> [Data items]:

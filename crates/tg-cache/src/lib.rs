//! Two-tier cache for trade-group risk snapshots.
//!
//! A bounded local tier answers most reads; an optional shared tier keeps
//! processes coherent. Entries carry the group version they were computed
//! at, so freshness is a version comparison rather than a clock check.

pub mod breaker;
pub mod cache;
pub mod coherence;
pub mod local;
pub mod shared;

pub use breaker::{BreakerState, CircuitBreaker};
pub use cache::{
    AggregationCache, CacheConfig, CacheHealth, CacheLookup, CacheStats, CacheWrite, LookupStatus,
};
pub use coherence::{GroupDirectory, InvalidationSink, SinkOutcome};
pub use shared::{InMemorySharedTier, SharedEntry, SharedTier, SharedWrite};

---

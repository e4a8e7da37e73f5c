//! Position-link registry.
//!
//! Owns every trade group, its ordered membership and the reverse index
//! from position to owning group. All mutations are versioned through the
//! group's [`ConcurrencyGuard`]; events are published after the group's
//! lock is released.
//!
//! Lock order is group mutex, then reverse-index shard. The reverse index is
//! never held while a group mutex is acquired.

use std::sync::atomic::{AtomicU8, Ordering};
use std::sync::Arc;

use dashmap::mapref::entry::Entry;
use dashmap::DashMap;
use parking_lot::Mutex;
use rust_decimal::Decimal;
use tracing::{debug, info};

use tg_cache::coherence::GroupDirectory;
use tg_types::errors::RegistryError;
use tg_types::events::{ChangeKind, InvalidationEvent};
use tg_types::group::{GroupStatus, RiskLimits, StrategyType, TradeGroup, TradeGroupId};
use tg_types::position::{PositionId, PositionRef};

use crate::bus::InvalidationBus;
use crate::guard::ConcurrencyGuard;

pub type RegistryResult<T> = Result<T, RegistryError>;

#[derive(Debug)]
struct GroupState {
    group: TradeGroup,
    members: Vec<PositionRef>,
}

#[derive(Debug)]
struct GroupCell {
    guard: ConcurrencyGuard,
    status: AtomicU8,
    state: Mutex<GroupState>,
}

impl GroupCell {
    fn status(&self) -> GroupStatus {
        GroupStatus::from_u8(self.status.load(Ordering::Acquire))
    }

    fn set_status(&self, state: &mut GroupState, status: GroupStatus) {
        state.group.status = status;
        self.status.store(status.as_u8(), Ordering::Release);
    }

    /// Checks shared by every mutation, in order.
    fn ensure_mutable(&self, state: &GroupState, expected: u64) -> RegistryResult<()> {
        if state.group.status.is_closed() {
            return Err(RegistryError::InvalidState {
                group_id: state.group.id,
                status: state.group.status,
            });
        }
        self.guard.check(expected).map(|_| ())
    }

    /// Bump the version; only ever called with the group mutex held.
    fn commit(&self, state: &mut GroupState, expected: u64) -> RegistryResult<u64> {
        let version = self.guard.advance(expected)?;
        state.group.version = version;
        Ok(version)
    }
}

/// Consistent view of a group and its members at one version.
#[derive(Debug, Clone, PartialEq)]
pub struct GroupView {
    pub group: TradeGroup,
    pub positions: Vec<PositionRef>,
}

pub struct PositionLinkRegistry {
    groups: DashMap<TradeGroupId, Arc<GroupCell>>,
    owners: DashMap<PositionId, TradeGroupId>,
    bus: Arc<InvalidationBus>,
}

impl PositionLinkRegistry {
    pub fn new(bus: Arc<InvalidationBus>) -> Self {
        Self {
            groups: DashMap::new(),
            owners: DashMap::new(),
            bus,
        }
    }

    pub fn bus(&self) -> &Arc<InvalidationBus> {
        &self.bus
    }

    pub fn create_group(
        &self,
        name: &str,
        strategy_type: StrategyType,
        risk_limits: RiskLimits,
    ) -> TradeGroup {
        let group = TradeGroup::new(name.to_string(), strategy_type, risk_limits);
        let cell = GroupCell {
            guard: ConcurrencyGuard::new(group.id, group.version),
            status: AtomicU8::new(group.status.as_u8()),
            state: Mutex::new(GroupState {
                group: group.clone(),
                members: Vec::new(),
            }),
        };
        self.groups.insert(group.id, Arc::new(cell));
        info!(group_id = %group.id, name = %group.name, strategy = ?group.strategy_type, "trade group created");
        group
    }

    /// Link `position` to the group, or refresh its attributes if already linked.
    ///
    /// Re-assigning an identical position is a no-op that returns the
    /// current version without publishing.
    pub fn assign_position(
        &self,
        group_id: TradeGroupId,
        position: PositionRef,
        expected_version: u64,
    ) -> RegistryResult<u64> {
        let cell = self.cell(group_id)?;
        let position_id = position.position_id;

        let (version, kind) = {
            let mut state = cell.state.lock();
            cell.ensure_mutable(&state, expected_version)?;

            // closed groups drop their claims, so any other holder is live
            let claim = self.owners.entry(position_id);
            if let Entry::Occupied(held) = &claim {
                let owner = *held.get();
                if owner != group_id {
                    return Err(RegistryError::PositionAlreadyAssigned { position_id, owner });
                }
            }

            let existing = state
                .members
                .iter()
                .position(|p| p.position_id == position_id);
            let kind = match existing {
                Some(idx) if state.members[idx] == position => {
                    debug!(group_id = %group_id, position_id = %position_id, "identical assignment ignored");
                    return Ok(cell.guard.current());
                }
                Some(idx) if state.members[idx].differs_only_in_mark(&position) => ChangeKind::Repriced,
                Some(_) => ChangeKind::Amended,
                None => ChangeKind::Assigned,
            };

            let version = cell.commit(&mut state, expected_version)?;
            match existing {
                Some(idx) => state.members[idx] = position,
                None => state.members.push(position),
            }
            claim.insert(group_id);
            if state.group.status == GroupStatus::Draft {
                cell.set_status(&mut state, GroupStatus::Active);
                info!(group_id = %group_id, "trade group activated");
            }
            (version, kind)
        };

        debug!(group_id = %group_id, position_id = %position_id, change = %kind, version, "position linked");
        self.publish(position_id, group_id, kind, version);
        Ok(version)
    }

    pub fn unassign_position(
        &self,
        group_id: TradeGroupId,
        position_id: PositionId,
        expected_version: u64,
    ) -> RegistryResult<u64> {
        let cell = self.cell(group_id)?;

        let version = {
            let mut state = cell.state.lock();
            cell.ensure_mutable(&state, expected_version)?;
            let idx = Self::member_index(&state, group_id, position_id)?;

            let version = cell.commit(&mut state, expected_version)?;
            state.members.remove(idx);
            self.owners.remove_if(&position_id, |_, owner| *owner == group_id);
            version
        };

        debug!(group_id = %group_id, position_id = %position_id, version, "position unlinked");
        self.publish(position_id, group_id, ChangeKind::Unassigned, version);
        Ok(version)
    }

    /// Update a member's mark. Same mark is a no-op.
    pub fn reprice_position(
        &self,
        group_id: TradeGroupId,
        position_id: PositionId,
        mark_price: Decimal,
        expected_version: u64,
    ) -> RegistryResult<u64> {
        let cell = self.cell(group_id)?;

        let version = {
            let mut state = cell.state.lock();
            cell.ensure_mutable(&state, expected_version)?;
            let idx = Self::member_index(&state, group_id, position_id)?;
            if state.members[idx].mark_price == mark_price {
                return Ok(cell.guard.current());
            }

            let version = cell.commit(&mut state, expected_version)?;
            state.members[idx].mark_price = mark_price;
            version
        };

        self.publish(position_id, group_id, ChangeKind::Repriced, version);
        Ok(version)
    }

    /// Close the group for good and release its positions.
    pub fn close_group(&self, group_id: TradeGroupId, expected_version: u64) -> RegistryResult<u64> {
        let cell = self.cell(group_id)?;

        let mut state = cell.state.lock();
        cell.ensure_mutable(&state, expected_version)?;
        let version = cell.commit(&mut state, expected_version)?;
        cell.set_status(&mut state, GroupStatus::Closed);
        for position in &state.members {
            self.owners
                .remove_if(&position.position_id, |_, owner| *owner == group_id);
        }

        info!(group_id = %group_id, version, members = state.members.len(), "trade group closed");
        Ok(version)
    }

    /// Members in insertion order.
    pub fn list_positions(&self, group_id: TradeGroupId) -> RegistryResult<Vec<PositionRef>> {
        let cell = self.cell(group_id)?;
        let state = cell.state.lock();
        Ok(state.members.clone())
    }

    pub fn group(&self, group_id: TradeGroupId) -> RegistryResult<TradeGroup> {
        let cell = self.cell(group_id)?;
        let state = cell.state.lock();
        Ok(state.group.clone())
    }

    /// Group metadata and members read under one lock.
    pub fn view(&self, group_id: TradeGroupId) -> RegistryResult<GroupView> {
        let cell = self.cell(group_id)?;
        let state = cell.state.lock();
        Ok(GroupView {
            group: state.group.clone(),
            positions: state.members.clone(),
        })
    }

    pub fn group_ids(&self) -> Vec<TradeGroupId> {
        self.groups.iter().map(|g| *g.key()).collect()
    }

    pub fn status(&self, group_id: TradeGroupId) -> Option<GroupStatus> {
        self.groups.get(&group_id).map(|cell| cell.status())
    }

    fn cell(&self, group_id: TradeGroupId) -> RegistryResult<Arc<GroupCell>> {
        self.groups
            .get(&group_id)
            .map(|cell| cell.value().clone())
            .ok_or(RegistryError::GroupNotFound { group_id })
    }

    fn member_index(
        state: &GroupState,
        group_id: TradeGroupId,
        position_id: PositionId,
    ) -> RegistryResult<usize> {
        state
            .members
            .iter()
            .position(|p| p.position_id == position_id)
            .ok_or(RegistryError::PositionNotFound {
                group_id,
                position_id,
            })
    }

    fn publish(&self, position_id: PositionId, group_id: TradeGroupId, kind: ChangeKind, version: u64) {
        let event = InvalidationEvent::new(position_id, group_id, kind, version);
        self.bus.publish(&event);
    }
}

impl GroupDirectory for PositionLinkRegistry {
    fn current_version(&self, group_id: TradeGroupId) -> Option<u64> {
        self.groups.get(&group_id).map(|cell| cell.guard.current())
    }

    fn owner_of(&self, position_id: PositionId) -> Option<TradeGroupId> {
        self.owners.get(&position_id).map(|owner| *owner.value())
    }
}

> [WHAT IS NEEDED]:
Only the lines above that include the word "match" belong in the answer; copy each one.

> [ANSWER TO THE EXERCISE]:
            let kind = match existing {
            match existing {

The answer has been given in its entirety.